PROBLEM REQUIREMENTS: Among the records that follow, how many lines contain the word "layout"? Give the number and no other words.

SUPPLIED RECORDS Start Marker

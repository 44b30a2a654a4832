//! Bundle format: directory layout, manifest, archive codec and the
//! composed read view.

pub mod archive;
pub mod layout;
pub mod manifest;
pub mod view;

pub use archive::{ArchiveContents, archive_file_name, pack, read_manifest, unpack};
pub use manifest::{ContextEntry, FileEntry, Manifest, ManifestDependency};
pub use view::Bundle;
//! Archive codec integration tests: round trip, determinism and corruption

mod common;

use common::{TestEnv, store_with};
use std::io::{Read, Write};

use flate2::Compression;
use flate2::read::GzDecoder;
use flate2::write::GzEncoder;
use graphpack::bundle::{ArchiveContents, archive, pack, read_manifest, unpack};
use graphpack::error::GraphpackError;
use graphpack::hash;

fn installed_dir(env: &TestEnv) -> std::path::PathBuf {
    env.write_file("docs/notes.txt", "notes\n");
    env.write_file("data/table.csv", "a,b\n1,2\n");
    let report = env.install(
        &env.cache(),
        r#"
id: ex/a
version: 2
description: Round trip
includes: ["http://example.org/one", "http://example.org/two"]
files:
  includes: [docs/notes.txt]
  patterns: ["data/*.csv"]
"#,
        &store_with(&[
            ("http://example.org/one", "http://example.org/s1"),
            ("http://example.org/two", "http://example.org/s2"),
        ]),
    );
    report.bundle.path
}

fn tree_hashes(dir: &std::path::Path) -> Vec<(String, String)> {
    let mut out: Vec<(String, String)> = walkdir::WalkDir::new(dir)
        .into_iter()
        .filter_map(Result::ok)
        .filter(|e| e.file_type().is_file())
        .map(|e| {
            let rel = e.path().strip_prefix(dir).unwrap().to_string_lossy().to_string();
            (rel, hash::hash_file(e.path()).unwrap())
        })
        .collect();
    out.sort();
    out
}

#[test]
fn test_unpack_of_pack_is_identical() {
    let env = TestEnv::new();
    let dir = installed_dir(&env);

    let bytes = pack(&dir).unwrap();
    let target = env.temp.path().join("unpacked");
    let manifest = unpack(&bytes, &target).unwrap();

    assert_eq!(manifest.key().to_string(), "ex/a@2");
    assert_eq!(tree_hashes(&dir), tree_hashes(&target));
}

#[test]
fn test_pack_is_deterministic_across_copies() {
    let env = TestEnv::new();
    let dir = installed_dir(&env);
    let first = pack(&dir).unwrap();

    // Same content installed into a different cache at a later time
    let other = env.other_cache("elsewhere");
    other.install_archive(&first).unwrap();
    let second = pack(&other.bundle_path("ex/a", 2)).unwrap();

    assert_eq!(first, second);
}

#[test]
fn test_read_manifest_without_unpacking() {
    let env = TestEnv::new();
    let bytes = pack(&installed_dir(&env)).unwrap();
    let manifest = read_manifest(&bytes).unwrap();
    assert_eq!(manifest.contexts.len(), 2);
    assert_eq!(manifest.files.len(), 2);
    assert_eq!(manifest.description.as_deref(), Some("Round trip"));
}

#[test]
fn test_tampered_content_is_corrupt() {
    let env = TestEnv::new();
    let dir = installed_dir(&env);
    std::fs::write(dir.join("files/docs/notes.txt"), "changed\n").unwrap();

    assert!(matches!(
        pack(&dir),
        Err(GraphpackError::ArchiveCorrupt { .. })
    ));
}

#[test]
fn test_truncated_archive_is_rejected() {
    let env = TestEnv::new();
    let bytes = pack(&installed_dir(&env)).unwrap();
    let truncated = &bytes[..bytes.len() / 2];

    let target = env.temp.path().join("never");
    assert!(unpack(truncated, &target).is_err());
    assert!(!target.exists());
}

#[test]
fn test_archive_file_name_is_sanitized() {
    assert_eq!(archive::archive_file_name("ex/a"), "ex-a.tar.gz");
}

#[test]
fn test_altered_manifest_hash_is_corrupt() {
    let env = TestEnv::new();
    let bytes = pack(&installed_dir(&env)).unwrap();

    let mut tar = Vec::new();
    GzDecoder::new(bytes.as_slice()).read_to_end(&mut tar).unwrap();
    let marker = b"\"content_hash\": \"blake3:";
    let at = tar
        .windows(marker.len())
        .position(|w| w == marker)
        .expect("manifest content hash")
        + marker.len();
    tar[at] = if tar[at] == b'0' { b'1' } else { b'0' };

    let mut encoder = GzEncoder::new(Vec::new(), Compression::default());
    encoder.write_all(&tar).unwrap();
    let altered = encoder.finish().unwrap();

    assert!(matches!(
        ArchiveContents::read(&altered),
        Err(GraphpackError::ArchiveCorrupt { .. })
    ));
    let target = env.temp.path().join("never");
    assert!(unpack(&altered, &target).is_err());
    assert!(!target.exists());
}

SUPPLIED RECORDS End Marker
SUPPLIED RECORDS Start Marker

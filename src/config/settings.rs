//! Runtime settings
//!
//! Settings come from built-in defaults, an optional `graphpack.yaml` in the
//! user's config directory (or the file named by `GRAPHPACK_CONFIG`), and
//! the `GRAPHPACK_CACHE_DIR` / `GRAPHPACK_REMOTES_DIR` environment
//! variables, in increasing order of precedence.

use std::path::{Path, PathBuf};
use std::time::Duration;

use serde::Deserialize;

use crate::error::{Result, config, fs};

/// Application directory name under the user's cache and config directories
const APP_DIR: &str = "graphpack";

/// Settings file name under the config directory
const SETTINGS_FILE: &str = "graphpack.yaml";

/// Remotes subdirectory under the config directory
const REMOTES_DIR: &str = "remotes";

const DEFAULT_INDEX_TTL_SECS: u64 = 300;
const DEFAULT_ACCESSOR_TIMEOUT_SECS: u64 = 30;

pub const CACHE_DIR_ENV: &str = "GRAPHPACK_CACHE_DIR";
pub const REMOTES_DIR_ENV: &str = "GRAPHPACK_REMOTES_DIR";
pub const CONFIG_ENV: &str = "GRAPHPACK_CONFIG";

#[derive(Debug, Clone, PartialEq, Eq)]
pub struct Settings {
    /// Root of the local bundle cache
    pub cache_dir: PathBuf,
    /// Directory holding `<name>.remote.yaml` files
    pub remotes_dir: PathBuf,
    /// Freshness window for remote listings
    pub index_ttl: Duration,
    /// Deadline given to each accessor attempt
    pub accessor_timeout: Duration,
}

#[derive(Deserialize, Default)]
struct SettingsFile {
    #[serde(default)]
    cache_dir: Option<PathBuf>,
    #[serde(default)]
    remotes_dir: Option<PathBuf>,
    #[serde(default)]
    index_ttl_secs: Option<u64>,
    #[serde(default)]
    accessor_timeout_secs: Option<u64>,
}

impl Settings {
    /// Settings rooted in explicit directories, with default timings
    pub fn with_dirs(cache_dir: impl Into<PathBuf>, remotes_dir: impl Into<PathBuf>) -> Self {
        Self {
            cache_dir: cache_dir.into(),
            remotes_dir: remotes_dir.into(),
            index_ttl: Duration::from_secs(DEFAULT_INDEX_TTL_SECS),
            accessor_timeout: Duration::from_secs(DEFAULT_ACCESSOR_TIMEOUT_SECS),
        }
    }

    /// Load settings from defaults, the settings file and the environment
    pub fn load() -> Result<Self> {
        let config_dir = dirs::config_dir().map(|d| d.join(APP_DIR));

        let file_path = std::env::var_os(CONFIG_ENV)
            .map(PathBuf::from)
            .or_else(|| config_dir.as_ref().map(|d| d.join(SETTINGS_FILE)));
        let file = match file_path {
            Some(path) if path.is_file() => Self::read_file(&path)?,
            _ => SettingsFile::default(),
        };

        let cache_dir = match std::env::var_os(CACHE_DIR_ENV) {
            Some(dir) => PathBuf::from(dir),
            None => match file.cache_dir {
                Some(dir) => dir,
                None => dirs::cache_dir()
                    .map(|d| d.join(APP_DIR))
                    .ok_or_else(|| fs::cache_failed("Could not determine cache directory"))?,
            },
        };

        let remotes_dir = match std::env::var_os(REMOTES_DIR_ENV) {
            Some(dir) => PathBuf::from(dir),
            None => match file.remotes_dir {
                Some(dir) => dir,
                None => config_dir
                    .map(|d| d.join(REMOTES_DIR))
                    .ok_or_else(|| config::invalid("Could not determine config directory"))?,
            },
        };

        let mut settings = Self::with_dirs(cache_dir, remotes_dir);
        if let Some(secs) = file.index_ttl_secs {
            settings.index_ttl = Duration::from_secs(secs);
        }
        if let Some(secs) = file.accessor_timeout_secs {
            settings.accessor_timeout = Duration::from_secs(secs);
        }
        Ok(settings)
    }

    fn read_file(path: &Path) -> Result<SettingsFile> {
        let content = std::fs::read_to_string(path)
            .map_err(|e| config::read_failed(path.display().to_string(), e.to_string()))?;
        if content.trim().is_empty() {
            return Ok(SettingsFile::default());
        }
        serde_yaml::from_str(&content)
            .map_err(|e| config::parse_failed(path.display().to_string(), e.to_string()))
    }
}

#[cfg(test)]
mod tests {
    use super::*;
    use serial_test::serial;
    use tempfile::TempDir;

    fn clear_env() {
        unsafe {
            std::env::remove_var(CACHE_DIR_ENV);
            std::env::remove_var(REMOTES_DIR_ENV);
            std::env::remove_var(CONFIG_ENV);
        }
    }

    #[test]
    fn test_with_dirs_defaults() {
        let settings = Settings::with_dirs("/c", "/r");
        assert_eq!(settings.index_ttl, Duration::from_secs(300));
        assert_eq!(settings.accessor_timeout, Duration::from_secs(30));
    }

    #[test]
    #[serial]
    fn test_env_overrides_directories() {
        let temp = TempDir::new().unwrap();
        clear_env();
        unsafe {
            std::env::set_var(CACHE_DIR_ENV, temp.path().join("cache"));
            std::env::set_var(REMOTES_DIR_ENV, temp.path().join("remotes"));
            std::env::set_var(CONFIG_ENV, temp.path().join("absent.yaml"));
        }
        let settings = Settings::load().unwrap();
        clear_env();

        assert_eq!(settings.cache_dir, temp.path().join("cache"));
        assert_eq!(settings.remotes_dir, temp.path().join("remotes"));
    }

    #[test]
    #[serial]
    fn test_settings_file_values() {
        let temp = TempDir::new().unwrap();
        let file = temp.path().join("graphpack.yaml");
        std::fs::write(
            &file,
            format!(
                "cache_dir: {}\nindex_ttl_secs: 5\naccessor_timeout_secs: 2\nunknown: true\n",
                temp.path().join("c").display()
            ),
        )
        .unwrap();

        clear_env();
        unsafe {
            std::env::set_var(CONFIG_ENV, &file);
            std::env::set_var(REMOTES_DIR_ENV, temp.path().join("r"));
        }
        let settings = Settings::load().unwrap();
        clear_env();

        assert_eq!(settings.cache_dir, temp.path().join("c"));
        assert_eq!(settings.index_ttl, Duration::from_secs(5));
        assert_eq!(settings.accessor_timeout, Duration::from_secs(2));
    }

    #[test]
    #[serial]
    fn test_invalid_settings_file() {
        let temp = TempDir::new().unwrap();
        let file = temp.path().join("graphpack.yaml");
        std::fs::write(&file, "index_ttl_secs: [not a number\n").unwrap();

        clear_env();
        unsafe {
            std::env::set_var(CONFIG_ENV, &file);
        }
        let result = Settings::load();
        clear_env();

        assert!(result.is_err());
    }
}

SUPPLIED RECORDS End Marker
SUPPLIED RECORDS Start Marker

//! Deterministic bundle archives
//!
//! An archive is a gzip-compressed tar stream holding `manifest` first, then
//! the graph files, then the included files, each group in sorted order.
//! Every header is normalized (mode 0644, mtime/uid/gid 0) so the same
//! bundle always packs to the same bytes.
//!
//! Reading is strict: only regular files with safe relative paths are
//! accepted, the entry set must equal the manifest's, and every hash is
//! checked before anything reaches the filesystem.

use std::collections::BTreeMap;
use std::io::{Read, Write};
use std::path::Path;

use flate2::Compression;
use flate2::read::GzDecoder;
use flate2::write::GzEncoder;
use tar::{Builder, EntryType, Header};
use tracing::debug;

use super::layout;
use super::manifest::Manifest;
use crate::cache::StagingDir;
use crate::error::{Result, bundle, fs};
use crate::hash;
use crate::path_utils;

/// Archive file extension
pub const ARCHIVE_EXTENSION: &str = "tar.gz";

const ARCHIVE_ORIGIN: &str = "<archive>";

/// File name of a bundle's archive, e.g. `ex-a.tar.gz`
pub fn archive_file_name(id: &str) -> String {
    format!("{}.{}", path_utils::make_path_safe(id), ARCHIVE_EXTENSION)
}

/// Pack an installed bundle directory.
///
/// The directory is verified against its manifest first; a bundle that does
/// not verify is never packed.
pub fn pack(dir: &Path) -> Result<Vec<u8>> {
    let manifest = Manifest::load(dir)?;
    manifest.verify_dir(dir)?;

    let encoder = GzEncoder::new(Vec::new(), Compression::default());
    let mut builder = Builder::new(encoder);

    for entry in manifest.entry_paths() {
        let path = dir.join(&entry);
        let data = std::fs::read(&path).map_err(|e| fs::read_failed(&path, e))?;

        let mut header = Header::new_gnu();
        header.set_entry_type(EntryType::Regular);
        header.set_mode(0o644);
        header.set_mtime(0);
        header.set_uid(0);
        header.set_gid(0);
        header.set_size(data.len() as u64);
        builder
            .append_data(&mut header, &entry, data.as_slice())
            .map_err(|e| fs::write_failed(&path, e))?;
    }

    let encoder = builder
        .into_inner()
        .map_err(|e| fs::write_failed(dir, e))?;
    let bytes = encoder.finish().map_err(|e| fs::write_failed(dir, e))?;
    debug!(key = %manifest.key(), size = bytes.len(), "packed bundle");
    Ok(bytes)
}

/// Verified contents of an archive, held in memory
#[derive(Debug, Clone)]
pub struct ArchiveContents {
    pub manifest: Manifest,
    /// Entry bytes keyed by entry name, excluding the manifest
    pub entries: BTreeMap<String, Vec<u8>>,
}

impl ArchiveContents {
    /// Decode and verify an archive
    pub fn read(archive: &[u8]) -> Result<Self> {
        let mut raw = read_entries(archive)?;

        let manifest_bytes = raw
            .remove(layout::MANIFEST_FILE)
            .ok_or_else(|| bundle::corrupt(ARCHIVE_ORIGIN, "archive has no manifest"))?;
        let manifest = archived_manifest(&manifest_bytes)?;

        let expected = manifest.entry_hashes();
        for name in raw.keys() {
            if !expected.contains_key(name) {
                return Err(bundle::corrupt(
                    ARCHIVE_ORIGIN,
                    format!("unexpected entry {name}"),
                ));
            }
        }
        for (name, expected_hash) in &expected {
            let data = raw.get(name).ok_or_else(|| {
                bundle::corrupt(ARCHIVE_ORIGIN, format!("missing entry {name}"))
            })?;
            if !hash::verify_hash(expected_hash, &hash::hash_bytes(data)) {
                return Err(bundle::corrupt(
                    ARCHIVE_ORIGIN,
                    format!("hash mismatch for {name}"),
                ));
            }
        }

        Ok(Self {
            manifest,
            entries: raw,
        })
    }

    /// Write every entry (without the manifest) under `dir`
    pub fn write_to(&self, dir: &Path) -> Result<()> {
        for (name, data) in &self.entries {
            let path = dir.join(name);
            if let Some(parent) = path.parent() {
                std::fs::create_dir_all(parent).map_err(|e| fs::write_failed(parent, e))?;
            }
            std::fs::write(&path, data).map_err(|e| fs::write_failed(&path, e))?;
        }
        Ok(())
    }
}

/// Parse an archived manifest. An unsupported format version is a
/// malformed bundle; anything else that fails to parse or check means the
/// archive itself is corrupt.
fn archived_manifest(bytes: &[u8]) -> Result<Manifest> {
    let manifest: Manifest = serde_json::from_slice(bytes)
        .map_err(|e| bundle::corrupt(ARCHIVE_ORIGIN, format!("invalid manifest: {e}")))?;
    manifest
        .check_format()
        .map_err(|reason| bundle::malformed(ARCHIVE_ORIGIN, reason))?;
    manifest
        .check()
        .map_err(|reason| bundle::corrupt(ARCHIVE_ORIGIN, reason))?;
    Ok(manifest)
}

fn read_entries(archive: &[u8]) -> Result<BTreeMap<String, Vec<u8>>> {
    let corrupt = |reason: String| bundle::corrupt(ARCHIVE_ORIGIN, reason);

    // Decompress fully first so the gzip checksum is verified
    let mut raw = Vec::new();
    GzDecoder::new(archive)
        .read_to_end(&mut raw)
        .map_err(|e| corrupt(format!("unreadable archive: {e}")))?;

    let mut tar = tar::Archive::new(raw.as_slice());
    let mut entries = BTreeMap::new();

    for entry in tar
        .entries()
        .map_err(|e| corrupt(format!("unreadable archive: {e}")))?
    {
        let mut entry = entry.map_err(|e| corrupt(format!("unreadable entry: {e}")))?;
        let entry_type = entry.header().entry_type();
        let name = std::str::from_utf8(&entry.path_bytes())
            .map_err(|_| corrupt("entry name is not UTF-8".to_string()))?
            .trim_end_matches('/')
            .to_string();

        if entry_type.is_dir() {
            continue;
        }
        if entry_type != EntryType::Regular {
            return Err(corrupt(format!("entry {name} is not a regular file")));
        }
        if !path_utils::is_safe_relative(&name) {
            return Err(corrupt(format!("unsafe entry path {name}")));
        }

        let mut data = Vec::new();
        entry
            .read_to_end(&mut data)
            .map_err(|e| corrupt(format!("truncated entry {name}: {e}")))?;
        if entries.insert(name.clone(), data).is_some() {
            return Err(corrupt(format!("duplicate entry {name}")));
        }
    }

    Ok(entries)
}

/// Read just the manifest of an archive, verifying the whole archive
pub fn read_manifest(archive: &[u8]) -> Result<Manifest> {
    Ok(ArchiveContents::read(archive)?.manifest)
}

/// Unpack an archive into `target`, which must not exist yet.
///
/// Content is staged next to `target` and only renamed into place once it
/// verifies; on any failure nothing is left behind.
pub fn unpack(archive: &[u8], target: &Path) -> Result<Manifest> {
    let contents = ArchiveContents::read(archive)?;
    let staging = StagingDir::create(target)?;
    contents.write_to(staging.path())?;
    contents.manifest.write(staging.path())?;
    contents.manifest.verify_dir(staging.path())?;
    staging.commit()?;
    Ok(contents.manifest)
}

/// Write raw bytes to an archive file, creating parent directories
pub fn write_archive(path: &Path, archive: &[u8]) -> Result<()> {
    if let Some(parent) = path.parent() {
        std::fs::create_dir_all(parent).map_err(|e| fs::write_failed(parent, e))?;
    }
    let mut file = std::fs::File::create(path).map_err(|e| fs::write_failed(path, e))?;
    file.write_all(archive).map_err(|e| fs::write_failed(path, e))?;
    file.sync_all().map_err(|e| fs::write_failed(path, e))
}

SUPPLIED RECORDS End Marker

THE ANSWER: 4